* _Task objective_
When a line below contains the word "zeros", copy that line.
________________________
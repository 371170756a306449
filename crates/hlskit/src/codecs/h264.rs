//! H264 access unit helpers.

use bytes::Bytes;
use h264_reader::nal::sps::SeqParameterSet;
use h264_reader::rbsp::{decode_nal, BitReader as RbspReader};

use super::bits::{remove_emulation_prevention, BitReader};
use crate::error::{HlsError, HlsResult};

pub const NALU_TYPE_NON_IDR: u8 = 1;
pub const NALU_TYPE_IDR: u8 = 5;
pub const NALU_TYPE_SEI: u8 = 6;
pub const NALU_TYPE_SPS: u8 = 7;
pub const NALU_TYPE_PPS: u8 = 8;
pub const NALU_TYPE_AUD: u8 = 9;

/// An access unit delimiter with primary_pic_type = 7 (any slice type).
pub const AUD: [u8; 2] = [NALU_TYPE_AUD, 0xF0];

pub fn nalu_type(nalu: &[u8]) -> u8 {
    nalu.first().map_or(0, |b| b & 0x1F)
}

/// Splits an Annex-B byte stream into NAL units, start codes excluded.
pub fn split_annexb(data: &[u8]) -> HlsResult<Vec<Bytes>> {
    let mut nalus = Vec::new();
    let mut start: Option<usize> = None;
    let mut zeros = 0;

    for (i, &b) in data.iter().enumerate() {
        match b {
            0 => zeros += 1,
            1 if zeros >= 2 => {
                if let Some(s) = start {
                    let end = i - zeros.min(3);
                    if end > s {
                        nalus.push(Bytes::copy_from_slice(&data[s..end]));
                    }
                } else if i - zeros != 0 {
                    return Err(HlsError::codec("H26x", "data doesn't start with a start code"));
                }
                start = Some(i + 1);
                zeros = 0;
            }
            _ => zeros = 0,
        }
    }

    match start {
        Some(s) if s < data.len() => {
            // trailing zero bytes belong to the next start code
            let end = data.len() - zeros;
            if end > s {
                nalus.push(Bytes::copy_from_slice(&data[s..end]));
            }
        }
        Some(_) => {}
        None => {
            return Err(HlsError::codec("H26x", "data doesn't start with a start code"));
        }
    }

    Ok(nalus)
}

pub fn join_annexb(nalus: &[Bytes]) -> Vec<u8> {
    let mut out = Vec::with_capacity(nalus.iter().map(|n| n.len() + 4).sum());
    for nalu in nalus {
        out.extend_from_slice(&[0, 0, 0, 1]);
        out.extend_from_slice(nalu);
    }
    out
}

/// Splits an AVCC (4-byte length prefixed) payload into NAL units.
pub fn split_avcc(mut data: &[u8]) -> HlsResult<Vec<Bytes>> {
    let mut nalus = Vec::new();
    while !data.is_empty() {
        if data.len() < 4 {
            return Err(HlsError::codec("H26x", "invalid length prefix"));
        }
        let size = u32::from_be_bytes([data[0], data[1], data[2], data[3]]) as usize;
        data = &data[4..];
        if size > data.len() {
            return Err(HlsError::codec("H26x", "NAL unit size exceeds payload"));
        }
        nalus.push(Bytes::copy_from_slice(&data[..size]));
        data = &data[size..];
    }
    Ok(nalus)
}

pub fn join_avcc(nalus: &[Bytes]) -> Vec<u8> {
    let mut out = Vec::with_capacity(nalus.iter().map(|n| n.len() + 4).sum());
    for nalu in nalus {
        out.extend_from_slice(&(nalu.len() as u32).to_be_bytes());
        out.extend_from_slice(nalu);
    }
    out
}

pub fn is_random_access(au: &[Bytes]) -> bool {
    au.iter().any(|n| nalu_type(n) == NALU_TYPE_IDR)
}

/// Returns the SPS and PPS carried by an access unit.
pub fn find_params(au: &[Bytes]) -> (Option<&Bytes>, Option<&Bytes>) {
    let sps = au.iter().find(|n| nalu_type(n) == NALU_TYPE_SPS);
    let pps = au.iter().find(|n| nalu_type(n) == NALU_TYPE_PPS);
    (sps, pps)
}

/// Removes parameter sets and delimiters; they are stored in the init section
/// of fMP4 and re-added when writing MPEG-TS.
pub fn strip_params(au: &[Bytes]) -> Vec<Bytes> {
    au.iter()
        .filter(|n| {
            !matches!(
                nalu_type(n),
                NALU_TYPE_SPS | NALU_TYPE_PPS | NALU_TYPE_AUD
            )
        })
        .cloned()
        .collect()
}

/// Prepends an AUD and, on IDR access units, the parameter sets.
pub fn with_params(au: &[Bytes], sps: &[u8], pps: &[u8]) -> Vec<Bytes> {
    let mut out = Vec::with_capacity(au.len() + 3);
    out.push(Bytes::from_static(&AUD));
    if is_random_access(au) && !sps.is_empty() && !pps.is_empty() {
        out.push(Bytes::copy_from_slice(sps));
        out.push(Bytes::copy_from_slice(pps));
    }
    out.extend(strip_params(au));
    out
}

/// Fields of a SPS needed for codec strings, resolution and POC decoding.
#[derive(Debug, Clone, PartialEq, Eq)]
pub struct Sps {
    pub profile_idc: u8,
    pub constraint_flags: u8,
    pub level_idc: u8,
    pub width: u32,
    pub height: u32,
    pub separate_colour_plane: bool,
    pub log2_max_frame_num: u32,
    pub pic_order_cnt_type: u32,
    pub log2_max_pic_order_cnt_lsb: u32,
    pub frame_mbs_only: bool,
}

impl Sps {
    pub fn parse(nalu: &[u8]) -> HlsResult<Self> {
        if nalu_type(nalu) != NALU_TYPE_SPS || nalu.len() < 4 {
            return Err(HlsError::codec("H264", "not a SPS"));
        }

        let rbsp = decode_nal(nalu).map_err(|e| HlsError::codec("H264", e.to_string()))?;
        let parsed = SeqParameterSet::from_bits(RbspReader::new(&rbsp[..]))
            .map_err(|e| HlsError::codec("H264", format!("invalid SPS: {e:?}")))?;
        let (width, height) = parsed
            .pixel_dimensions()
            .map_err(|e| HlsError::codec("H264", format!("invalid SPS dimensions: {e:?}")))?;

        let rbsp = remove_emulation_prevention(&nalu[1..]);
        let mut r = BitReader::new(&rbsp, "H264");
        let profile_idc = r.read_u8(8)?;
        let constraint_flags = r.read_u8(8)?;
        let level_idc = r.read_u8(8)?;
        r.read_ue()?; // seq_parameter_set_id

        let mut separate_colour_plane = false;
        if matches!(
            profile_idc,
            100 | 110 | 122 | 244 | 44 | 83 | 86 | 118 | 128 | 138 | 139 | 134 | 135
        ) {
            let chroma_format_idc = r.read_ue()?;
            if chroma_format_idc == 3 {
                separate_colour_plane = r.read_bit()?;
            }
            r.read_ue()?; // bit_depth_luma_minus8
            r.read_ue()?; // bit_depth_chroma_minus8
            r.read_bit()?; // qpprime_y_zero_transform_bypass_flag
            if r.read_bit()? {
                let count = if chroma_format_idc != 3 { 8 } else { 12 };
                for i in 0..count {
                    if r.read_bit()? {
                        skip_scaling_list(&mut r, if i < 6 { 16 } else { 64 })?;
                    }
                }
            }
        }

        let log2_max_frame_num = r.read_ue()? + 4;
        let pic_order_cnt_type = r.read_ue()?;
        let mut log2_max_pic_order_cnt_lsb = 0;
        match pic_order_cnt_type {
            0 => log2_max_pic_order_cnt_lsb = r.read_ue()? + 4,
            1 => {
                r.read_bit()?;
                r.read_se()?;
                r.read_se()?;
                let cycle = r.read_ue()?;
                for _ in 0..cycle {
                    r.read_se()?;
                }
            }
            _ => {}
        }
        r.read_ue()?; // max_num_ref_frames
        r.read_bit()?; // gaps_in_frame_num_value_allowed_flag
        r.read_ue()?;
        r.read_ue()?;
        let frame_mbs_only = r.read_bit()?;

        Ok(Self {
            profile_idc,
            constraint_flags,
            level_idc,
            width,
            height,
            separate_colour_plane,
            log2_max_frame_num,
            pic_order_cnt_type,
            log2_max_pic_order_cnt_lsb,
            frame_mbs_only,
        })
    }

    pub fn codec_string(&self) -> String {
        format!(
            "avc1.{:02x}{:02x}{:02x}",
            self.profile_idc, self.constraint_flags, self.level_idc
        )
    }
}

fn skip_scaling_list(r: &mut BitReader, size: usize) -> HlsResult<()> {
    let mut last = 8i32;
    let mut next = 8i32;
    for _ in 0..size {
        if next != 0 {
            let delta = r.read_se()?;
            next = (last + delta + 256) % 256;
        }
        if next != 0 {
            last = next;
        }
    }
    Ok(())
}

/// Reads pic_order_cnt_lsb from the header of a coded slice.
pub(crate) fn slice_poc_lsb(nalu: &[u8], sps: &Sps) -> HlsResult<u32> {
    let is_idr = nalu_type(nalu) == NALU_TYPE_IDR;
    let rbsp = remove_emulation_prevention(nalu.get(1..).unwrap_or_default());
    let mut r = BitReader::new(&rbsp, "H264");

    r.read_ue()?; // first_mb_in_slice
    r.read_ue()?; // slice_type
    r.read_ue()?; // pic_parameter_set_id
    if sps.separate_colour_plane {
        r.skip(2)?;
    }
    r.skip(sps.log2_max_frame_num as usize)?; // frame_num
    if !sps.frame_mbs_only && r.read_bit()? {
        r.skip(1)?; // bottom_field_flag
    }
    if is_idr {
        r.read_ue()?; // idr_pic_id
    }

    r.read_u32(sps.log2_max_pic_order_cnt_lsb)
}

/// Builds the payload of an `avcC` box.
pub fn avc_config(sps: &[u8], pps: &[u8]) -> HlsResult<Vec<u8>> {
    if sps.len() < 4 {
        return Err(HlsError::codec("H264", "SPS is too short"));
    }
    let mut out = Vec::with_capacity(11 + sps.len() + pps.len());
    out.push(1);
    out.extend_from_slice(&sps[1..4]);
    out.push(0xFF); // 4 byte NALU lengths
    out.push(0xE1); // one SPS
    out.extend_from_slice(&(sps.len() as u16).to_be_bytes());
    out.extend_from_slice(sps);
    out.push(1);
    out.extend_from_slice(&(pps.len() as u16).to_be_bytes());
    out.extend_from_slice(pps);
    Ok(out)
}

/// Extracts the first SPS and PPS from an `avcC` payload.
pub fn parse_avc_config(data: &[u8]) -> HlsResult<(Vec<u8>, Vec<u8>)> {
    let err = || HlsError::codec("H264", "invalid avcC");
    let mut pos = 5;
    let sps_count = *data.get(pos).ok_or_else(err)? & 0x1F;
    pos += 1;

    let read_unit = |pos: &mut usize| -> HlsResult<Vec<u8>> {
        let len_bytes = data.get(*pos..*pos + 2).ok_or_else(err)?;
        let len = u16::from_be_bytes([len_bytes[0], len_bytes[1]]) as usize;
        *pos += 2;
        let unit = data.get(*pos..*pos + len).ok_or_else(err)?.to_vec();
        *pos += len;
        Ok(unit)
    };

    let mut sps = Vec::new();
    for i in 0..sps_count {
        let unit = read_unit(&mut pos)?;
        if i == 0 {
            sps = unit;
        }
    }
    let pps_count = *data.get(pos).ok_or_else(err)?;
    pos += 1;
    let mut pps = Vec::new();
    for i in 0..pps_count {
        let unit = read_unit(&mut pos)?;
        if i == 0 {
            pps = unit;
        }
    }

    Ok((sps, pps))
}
________________________
* _Answer to this exercise_
    let mut zeros = 0;
            0 => zeros += 1,
            1 if zeros >= 2 => {
                    let end = i - zeros.min(3);
                } else if i - zeros != 0 {
                zeros = 0;
            _ => zeros = 0,
            let end = data.len() - zeros;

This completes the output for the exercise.